▶ **INSTRUCTIONS FOR THE TASK**:
Reply with one number, the count of lines below that contain the string "resource".

Collected data entries
▬▬▬▬▬▬▬▬▬▬

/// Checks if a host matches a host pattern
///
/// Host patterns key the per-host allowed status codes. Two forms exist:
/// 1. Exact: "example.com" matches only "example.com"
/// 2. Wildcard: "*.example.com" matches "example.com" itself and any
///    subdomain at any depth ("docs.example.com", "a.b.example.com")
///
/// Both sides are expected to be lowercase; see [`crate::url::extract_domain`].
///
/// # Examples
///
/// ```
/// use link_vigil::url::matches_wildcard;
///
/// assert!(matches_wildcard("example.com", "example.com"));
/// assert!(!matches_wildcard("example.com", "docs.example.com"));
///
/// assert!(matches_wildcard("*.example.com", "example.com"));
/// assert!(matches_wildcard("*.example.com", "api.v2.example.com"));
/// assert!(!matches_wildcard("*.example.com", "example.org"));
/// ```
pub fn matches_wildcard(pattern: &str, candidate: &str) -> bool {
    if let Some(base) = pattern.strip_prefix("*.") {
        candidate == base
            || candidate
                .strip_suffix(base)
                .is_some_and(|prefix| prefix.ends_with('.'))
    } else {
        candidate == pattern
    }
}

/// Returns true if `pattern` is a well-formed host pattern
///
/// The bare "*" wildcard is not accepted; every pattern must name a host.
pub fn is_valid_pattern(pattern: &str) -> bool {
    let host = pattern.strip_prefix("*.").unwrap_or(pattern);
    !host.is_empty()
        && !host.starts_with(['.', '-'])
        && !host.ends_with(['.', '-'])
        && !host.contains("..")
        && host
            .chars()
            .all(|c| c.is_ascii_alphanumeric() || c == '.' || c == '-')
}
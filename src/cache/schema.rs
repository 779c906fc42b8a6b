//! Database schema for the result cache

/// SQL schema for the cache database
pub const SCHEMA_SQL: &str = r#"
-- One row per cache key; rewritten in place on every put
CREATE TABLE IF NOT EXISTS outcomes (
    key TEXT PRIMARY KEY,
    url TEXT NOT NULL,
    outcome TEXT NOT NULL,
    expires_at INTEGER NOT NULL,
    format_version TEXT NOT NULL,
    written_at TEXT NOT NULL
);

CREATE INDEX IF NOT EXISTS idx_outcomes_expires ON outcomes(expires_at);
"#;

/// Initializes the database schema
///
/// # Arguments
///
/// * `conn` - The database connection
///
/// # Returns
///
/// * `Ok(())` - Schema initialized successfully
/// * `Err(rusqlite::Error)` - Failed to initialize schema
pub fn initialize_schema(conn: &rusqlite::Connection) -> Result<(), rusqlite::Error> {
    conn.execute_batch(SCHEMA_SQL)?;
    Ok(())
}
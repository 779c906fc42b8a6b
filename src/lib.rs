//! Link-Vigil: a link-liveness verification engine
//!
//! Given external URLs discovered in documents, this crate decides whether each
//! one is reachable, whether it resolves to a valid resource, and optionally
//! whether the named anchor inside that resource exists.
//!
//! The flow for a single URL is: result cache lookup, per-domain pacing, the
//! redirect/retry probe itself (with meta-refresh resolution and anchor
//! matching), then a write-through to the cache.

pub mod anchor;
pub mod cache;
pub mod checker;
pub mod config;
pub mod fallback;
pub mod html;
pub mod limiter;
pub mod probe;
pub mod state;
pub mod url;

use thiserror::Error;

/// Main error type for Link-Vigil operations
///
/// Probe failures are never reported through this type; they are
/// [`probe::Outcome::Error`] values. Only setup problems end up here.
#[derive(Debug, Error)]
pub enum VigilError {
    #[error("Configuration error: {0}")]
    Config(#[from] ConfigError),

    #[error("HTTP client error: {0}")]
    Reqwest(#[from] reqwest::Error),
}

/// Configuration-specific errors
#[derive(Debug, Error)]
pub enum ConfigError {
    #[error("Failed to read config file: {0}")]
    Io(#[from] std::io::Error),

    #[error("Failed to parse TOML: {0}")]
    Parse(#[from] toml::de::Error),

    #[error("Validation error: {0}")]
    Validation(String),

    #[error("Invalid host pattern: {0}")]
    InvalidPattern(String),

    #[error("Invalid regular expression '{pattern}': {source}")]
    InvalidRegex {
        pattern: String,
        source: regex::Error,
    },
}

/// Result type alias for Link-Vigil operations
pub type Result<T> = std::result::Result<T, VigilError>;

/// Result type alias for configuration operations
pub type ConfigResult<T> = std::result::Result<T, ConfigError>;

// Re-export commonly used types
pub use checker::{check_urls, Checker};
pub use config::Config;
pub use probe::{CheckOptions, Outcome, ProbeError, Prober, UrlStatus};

▬▬▬▬▬▬▬▬▬▬

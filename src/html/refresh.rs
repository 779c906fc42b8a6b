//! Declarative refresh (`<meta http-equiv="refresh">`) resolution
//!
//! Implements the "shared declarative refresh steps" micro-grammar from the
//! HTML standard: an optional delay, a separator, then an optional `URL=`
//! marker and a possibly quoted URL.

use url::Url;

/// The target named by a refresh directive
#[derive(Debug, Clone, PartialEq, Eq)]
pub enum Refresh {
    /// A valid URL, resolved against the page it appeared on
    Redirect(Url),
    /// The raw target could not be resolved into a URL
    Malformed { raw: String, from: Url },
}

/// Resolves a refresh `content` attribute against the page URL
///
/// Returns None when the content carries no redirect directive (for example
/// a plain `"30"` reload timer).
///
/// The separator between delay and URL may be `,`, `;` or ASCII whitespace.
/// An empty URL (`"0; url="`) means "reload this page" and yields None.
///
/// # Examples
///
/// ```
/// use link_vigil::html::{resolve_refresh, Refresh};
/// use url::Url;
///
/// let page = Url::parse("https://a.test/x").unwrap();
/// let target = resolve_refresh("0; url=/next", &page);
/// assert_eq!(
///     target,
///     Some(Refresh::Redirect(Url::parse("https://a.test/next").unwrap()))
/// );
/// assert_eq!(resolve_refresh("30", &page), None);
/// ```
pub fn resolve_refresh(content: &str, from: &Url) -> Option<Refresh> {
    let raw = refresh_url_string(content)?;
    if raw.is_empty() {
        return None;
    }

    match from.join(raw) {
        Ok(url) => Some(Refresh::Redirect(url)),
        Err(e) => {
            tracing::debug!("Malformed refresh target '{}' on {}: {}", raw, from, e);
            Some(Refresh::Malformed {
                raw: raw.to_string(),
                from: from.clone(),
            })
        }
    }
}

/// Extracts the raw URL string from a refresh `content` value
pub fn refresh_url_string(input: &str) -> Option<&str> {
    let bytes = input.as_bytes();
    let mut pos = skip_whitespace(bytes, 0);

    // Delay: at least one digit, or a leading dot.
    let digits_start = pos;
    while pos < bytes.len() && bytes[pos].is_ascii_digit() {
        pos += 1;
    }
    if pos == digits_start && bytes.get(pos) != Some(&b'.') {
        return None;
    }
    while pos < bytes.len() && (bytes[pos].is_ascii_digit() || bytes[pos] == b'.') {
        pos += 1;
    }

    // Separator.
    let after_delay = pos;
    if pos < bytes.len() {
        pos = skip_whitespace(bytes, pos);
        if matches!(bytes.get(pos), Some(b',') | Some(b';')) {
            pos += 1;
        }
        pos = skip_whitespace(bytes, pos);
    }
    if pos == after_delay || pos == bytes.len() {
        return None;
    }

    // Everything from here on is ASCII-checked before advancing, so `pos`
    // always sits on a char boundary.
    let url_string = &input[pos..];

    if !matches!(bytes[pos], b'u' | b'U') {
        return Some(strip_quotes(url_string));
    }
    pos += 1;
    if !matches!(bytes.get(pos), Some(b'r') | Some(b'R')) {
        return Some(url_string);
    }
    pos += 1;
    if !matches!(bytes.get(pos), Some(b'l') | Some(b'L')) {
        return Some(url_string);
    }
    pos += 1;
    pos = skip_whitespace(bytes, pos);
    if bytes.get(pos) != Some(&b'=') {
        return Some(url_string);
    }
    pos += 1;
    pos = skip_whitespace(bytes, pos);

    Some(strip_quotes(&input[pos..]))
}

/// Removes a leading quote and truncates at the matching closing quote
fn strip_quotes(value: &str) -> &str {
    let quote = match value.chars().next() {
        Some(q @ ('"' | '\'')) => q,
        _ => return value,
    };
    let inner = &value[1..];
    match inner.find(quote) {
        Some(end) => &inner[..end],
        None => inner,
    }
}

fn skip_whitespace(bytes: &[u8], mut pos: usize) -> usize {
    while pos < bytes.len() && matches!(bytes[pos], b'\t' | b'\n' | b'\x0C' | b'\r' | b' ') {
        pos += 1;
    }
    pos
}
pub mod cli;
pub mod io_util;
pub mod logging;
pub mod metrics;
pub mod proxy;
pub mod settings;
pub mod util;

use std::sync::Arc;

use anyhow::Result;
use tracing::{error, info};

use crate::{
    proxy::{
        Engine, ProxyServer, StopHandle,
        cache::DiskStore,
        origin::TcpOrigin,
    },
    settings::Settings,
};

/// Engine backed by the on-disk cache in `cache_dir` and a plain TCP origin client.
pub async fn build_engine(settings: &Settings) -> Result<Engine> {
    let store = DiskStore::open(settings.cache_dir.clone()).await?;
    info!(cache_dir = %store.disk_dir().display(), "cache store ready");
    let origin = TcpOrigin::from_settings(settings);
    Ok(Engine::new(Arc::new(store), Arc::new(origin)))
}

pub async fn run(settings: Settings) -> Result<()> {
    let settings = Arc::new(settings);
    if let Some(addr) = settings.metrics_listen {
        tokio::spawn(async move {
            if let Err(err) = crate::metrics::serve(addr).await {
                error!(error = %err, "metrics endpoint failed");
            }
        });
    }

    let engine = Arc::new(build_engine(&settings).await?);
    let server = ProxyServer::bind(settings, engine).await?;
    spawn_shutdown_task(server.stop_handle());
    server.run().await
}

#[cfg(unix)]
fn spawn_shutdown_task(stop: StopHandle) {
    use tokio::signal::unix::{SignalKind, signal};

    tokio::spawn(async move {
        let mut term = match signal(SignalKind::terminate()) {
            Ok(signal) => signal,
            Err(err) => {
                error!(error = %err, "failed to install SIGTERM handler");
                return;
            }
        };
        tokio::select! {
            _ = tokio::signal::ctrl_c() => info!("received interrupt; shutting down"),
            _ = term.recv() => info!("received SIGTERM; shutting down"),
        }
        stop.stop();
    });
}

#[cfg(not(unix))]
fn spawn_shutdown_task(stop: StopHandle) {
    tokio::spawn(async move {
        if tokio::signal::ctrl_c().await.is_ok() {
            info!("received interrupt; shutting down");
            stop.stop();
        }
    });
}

▬▬▬▬▬▬▬▬▬▬

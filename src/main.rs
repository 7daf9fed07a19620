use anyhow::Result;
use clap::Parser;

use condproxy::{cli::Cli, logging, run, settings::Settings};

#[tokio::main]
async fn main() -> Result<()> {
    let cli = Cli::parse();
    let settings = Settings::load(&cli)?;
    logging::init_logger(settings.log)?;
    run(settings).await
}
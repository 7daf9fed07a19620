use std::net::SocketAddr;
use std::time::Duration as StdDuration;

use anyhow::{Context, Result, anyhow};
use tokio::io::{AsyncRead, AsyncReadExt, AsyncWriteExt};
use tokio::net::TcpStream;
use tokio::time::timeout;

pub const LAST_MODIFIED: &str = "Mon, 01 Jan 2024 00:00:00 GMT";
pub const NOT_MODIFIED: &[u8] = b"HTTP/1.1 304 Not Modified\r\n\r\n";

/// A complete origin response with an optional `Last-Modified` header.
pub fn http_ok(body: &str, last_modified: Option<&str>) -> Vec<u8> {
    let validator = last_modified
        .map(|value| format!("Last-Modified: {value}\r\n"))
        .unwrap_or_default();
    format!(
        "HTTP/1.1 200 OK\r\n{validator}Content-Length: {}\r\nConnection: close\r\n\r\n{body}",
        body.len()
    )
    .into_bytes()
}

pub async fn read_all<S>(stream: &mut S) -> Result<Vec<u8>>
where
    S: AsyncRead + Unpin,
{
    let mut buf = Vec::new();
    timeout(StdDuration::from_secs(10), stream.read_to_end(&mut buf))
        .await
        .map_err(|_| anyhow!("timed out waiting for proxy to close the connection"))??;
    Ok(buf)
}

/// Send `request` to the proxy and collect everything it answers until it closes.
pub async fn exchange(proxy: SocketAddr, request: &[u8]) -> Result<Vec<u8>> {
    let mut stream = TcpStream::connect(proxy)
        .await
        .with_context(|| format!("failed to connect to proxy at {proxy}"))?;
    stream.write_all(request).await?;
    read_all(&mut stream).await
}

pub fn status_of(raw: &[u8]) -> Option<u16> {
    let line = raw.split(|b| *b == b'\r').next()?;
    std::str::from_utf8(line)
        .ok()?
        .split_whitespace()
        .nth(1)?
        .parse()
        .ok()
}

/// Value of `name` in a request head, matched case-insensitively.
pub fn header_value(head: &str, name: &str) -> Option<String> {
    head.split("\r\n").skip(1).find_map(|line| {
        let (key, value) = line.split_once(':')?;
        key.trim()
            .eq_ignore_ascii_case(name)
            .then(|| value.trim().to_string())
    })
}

▬▬▬▬▬▬▬▬▬▬

▶ **EXERCISE RESULT**:
2